The inbounds pass from midcourt came to Pennington, who was fouled by Adam Isaacs almost as soon as he caught the ball more than 20 feet from the basket. Pennington said he was feeling the pressure when he went to the line, but he said he was better prepared than he would have been a year ago.
“I’ve been practicing my free throws all year, because I’ve been horrible at them, shooting like 50 percent (before this season). But I’m shooting better this year and focusing on them, and coach Britt just told me to step up and hit them,” he said.

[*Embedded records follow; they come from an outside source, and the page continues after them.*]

//! Call session aggregate root
//!
//! Drives one call's negotiation: idle -> calling -> connected -> ended -> idle.
//! Every input is a pure transition from the current state to a new state plus
//! a list of effects; the application layer executes the effects and feeds
//! their results back in as further inputs.

use crate::domain::call::event::{CallEffect, CallInput, Epoch};
use crate::domain::call::value_object::{CallDirection, CallState, EndReason};
use crate::domain::shared::value_objects::Identifier;
use crate::domain::signaling::Envelope;
use tracing::{debug, info, warn};

#[derive(Debug, Clone)]
pub struct CallSession {
    /// Our own identifier
    local: Identifier,
    state: CallState,
    direction: Option<CallDirection>,
    /// Counterparty for the current session
    peer: Option<Identifier>,
    /// Bumped on every session start
    epoch: Epoch,
    duration_secs: u64,
    timer_running: bool,
}
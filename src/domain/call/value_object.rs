//! Call value objects

use serde::{Deserialize, Serialize};
use std::fmt;

/// Negotiation state of the single call a client can hold
#[derive(Debug, Clone, Copy, PartialEq, Eq, Serialize, Deserialize)]
#[serde(rename_all = "snake_case")]
pub enum CallState {
    /// No call; ready to dial or accept
    Idle,
    /// Outgoing offer sent, or incoming offer being answered
    Calling,
    /// Media path is up
    Connected,
    /// Call just finished; returns to `Idle` after the settle delay
    Ended,
}

impl CallState {
    /// A session with a live media sub-resource exists
    pub fn is_active(&self) -> bool {
        matches!(self, CallState::Calling | CallState::Connected)
    }

    pub fn as_str(&self) -> &'static str {
        match self {
            CallState::Idle => "idle",
            CallState::Calling => "calling",
            CallState::Connected => "connected",
            CallState::Ended => "ended",
        }
    }
}

impl fmt::Display for CallState {
    fn fmt(&self, f: &mut fmt::Formatter<'_>) -> fmt::Result {
        f.write_str(self.as_str())
    }
}

/// Who sent the offer
#[derive(Debug, Clone, Copy, PartialEq, Eq, Serialize, Deserialize)]
pub enum CallDirection {
    Outgoing,
    Incoming,
}

/// Reason for call ending
#[derive(Debug, Clone, Copy, PartialEq, Eq, Serialize, Deserialize)]
pub enum EndReason {
    /// Local user hung up
    LocalHangup,
    /// Counterparty sent `call-end`
    RemoteHangup,
    /// Media transport reported the link gone
    MediaEnded,
}

/// Render a call duration as `m:ss`
pub fn format_duration(seconds: u64) -> String {
    format!("{}:{:02}", seconds / 60, seconds % 60)
}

Pennington scored first in overtime on a runout, and Mercer went on to make five of six free throws in the fifth period. The Titans led 55-51 after John Ingram and Russell Sims made two each and before Kapinga sank a 3-pointer for Southwestern with 15 seconds left.

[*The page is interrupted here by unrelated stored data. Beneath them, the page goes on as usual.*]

//! Relay router - validates inbound envelopes and forwards them by identifier

use super::registry::{ConnectionHandle, ConnectionRegistry};
use crate::domain::shared::value_objects::Identifier;
use crate::domain::signaling::{Envelope, EnvelopeError};
use metrics::{counter, gauge};
use std::sync::Arc;
use tracing::{debug, info, warn};

/// What happened to one inbound frame
#[derive(Debug, Clone, PartialEq, Eq)]
pub enum RouteOutcome {
    /// Registry write, confirmation sent to the sender
    Registered(Identifier),
    /// Delivered to the target's outbound queue
    Forwarded { kind: &'static str, to: Identifier },
    /// Error envelope sent back to the sender
    Rejected(String),
    /// Silently absorbed (absent target for candidates and call-end, or full queue)
    Dropped { kind: &'static str, to: Identifier },
}

pub struct RelayRouter {
    registry: Arc<ConnectionRegistry>,
}

impl RelayRouter {
    pub fn new(registry: Arc<ConnectionRegistry>) -> Self {
        Self { registry }
    }

    pub fn registry(&self) -> &Arc<ConnectionRegistry> {
        &self.registry
    }

    /// Handle one text frame received on `sender`'s connection
    pub async fn handle_frame(&self, sender: &ConnectionHandle, text: &str) -> RouteOutcome {
        match Envelope::parse_inbound(text) {
            Ok(envelope) => self.route(sender, envelope).await,
            Err(err) => self.reject_malformed(sender, err),
        }
    }

    /// Route an already validated envelope
    pub async fn route(&self, sender: &ConnectionHandle, envelope: Envelope) -> RouteOutcome {
        debug!(
            "Received message: {} from: {}",
            envelope.kind(),
            envelope.sender().map(Identifier::as_str).unwrap_or("unknown")
        );

        match envelope {
            Envelope::Register { user_id } => self.register(sender, user_id).await,

            Envelope::CallOffer { .. } | Envelope::CallAnswer { .. } => {
                self.forward_or_reject(sender, envelope).await
            }

            Envelope::IceCandidate { .. } | Envelope::CallEnd { .. } => {
                self.forward_or_drop(envelope).await
            }

            other => {
                warn!("Unknown message type: {}", other.kind());
                self.reject_malformed(sender, EnvelopeError::UnknownType(Some(other.kind().into())))
            }
        }
    }

    /// Connection closed: drop every registry entry it still holds
    pub async fn disconnect(&self, handle: &ConnectionHandle) -> Vec<Identifier> {
        let removed = self.registry.unregister(handle.id()).await;
        gauge!("relay_registered_clients").set(self.registry.len().await as f64);
        removed
    }

    async fn register(&self, sender: &ConnectionHandle, user_id: Identifier) -> RouteOutcome {
        self.registry.register(user_id.clone(), sender.clone()).await;
        gauge!("relay_registered_clients").set(self.registry.len().await as f64);
        counter!("relay_envelopes_total", "type" => "register", "outcome" => "registered")
            .increment(1);

        sender.deliver(Envelope::Registered {
            user_id: user_id.clone(),
            message: "Successfully registered".to_string(),
        });
        RouteOutcome::Registered(user_id)
    }

    async fn forward_or_reject(&self, sender: &ConnectionHandle, envelope: Envelope) -> RouteOutcome {
        let kind = envelope.kind();
        let Some(to) = envelope.target().cloned() else {
            return self.reject_malformed(sender, EnvelopeError::UnknownType(Some(kind.into())));
        };

        match self.open_handle(&to).await {
            Some(target) => self.deliver(&target, envelope, to),
            None => {
                let message = format!("User {} not found or offline", to);
                info!("{} for {}", message, kind);
                counter!("relay_envelopes_total", "type" => kind, "outcome" => "rejected")
                    .increment(1);
                sender.deliver(Envelope::error(message.clone()));
                RouteOutcome::Rejected(message)
            }
        }
    }

    async fn forward_or_drop(&self, envelope: Envelope) -> RouteOutcome {
        let kind = envelope.kind();
        let Some(to) = envelope.target().cloned() else {
            return RouteOutcome::Rejected(EnvelopeError::UnknownType(None).to_string());
        };

        match self.open_handle(&to).await {
            Some(target) => self.deliver(&target, envelope, to),
            None => {
                // candidates trail behind a teardown; a missing target is expected here
                debug!("{} for {} ignored (user offline)", kind, to);
                counter!("relay_envelopes_total", "type" => kind, "outcome" => "dropped")
                    .increment(1);
                RouteOutcome::Dropped { kind, to }
            }
        }
    }

    async fn open_handle(&self, to: &Identifier) -> Option<ConnectionHandle> {
        self.registry
            .lookup(to)
            .await
            .filter(ConnectionHandle::is_open)
    }

    fn deliver(&self, target: &ConnectionHandle, envelope: Envelope, to: Identifier) -> RouteOutcome {
        let kind = envelope.kind();
        let from = envelope.sender().cloned();

        if target.deliver(envelope) {
            debug!(
                "{} forwarded from {} to {}",
                kind,
                from.as_ref().map(Identifier::as_str).unwrap_or("unknown"),
                to
            );
            counter!("relay_envelopes_total", "type" => kind, "outcome" => "forwarded")
                .increment(1);
            RouteOutcome::Forwarded { kind, to }
        } else {
            counter!("relay_envelopes_total", "type" => kind, "outcome" => "dropped")
                .increment(1);
            RouteOutcome::Dropped { kind, to }
        }
    }

    fn reject_malformed(&self, sender: &ConnectionHandle, err: EnvelopeError) -> RouteOutcome {
        match &err {
            EnvelopeError::Malformed(detail) => warn!("Invalid message format: {}", detail),
            EnvelopeError::UnknownType(kind) => warn!("Unknown message type: {:?}", kind),
            _ => debug!("Rejected envelope: {}", err),
        }
        counter!("relay_envelopes_total", "type" => "invalid", "outcome" => "rejected")
            .increment(1);

        let message = err.to_string();
        sender.deliver(Envelope::error(message.clone()));
        RouteOutcome::Rejected(message)
    }
}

Will Hager then made one of two foul shots, and Justin Edwards rebounded the miss to give the Warriors a chance to tie or win. Isaacs fired a 3-point shot from the right corner that bounced off the rim as the buzzer sounded, sending the Titans into the semifinals for the third time in four years.
“It’s really big. Southwestern, they did beat us by 27 in the regular season, so I believe this is a huge win for us,” Pennington said.

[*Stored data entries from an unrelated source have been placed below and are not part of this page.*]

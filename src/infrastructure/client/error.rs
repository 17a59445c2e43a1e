//! Client-side errors

use thiserror::Error;

#[derive(Error, Debug)]
pub enum ClientError {
    #[error("Not connected to server")]
    NotConnected,

    #[error("Client stopped")]
    Stopped,

    #[error("Probe setup failed: {0}")]
    Probe(#[from] ProbeError),
}

#[derive(Error, Debug)]
pub enum ProbeError {
    #[error("Health request failed: {0}")]
    Http(#[from] reqwest::Error),

    #[error("Health endpoint returned status {0}")]
    Status(u16),
}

Pennington scored 16 points and was one of the key figures in a good shooting night for Mercer. The Titans shot 49 percent from the field and were 10 of 24 from 3-point range, where Pennington was 4-for-6, Ingram was 3-for-7 and Hager was 2-for-4. Hager led the Titans with 17 points.
But Britt said the Titans were even better on defense, where they played a matchup zone that he said they hadn’t used all season.
“When we’re playing man-to-man, we don’t move our feet very well, moving as the ball’s passed (or) dribbled, but we told them in this 2-3 zone we have to move as the ball moved ... and the guys did a great job of executing the defense tonight,” Britt said. “Obviously that may be something we need to look at a little bit more.”
Southwestern shot 48 percent from the field and was 6-for-22 from 3-point range, but the Warriors fell behind 13-5 in the first quarter, had to work for their shots and didn’t take their first lead until the closing seconds of the third quarter.
Justin Edwards led Southwestern with 21 points, but he didn’t score in the final 7 1/2 minutes.
Mercer will now have two days to prepare for its semifinal against Somerset.
“I told them, ‘Enjoy tonight,’ and then they started to complete my sentence again and they all repeated it, ‘and tomorrow we’re going back to work,’” Britt said.
Mercer County 13 26 36 49 56
Southwestern 10 26 38 49 54
MERCER (17-13) — Jordan Duncan 3, John Ingram 12, Will Hager 17, Russell Sims 8, Blake Pennington 16.
SOUTHWESTERN (22-9) — Isaiah Collier 4, Justin Edwards 21, Dylan Gaskin 2, Justin Schulz 5, David Kapinga 13, Adam Isaacs 9.